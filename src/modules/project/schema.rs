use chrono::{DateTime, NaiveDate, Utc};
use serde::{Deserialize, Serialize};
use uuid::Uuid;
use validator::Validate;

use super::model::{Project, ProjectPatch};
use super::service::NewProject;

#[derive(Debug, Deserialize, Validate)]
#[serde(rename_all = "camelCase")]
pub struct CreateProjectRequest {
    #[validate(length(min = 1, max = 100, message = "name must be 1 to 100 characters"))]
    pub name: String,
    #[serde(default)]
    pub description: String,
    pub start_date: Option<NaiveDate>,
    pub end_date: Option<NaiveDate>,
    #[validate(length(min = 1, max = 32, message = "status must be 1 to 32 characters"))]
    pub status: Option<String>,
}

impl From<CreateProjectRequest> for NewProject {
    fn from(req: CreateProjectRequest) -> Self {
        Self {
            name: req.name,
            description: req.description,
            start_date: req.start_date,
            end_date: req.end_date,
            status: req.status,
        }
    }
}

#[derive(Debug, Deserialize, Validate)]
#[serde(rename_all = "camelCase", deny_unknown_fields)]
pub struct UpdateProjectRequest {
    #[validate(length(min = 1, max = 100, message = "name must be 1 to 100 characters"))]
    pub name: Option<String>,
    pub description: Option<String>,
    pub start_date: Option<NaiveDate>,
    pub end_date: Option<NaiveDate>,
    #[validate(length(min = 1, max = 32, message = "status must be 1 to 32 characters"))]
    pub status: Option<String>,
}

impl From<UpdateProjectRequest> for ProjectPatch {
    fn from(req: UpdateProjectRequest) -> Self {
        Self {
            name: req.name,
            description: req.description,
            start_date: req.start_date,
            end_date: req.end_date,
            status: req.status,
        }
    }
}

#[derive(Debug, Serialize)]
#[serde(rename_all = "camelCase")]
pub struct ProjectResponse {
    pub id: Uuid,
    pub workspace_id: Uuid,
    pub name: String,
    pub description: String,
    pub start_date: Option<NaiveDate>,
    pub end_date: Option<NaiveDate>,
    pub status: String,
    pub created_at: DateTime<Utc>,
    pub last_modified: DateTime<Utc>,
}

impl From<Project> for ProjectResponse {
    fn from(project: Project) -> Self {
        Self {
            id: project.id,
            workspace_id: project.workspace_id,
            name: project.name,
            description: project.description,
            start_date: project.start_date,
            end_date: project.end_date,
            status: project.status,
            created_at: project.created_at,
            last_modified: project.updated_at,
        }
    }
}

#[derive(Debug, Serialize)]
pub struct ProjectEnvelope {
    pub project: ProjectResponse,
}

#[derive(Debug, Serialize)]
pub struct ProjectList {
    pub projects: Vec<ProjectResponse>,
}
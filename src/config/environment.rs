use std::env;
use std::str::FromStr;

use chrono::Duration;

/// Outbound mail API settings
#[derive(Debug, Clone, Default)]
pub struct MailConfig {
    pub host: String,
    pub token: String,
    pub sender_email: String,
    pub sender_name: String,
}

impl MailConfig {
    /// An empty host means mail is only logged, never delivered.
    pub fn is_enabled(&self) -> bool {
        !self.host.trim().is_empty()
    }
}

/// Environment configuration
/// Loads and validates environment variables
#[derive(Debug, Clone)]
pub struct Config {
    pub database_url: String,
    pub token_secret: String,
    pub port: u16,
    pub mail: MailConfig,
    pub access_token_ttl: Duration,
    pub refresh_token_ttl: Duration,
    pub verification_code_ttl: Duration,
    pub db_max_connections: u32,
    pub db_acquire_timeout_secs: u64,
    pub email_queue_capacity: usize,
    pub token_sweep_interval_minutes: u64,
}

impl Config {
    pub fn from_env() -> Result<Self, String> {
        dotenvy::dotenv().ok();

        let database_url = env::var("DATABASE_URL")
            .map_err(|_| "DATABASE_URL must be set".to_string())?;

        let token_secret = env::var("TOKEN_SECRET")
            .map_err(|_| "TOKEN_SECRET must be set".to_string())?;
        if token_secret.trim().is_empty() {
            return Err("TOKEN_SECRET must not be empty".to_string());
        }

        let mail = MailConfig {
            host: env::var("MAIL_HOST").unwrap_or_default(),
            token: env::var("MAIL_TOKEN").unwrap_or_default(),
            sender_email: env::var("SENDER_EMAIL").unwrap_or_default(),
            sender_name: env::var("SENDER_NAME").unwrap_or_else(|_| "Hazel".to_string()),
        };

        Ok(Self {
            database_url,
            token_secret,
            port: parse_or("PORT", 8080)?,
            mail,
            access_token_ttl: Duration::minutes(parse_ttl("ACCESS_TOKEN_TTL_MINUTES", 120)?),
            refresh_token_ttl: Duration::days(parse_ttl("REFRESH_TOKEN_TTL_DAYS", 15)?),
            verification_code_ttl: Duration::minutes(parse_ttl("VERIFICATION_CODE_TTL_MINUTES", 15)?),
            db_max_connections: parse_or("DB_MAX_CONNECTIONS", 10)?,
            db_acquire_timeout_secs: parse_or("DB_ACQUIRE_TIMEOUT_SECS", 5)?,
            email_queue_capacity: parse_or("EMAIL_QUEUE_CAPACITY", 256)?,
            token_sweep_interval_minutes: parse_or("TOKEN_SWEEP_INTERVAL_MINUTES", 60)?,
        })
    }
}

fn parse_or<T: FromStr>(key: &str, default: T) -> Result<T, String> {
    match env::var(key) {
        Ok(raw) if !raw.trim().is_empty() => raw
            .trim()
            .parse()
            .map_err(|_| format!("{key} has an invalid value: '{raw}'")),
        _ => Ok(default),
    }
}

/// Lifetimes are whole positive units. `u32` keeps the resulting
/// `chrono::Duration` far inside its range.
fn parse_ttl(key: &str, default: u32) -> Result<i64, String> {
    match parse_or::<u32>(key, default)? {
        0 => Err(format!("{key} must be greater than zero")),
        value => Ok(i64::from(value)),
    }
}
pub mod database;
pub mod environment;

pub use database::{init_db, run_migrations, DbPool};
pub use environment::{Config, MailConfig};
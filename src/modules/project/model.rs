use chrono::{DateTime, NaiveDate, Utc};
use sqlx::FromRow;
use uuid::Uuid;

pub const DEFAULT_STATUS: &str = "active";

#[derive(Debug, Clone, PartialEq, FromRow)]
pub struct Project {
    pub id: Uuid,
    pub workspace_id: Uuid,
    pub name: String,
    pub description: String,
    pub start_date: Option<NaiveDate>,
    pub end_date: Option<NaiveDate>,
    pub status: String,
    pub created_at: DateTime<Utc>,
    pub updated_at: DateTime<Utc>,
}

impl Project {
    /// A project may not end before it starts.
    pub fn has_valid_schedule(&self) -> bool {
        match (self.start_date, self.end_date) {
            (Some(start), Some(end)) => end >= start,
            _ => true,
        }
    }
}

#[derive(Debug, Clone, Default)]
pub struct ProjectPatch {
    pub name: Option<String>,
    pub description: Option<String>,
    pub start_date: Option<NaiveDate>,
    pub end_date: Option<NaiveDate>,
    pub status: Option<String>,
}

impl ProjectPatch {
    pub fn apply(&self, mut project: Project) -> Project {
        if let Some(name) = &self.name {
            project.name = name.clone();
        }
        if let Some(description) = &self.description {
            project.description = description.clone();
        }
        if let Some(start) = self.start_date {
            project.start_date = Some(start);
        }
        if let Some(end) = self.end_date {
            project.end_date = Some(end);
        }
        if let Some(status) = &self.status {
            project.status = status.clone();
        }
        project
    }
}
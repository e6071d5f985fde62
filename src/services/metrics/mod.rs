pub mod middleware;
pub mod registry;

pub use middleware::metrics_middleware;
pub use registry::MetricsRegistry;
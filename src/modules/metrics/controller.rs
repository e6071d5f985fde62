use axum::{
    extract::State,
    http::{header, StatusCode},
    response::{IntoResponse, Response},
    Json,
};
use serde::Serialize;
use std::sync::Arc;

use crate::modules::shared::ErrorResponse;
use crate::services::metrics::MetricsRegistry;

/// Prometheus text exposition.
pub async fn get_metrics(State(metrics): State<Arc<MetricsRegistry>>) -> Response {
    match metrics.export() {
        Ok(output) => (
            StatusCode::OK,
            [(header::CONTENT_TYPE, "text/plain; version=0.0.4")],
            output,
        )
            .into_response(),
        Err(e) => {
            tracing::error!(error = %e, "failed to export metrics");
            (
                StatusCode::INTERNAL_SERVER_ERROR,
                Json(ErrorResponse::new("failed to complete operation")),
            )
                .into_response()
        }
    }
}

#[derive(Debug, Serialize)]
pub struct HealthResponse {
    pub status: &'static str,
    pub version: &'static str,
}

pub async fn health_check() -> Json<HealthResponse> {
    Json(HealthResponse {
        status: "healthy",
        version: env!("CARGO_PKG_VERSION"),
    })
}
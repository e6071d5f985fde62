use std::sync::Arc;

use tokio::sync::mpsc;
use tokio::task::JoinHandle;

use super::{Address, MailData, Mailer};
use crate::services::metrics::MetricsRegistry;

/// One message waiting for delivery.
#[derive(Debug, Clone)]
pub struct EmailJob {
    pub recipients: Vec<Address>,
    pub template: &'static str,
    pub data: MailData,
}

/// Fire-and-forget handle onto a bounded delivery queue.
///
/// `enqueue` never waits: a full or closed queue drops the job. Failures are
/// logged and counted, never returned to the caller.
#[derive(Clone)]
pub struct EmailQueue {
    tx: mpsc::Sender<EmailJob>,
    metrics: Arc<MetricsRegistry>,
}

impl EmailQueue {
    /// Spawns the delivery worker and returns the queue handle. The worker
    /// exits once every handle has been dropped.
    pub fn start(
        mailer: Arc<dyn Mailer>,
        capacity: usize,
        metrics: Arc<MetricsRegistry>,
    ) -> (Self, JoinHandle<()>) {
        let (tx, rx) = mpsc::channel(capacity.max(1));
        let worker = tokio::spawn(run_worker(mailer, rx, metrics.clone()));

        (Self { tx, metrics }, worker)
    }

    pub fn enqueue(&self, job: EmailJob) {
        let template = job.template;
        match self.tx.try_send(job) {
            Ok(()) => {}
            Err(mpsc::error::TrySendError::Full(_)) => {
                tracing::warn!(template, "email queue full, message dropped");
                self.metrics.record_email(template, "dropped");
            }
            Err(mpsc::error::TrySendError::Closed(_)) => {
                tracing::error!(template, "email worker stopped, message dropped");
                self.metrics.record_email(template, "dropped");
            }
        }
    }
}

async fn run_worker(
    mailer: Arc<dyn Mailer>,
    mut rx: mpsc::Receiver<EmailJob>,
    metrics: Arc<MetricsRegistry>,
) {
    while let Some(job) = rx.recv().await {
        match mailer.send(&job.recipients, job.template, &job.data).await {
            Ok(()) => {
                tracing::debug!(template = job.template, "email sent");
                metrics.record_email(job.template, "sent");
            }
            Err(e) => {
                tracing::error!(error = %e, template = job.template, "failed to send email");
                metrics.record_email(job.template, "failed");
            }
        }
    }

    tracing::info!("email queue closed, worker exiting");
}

============

Task goal
The lines above from the one containing "pub version: &'static" through the one containing "-> (Self, JoinHandle<()>)" are to be set down exactly, and no others.

Expected answer
    pub version: &'static str,
}

pub async fn health_check() -> Json<HealthResponse> {
    Json(HealthResponse {
        status: "healthy",
        version: env!("CARGO_PKG_VERSION"),
    })
}
repository e6071d5f985fde62
use std::sync::Arc;

use tokio::sync::mpsc;
use tokio::task::JoinHandle;

use super::{Address, MailData, Mailer};
use crate::services::metrics::MetricsRegistry;

/// One message waiting for delivery.
#[derive(Debug, Clone)]
pub struct EmailJob {
    pub recipients: Vec<Address>,
    pub template: &'static str,
    pub data: MailData,
}

/// Fire-and-forget handle onto a bounded delivery queue.
///
/// `enqueue` never waits: a full or closed queue drops the job. Failures are
/// logged and counted, never returned to the caller.
#[derive(Clone)]
pub struct EmailQueue {
    tx: mpsc::Sender<EmailJob>,
    metrics: Arc<MetricsRegistry>,
}

impl EmailQueue {
    /// Spawns the delivery worker and returns the queue handle. The worker
    /// exits once every handle has been dropped.
    pub fn start(
        mailer: Arc<dyn Mailer>,
        capacity: usize,
        metrics: Arc<MetricsRegistry>,
    ) -> (Self, JoinHandle<()>) {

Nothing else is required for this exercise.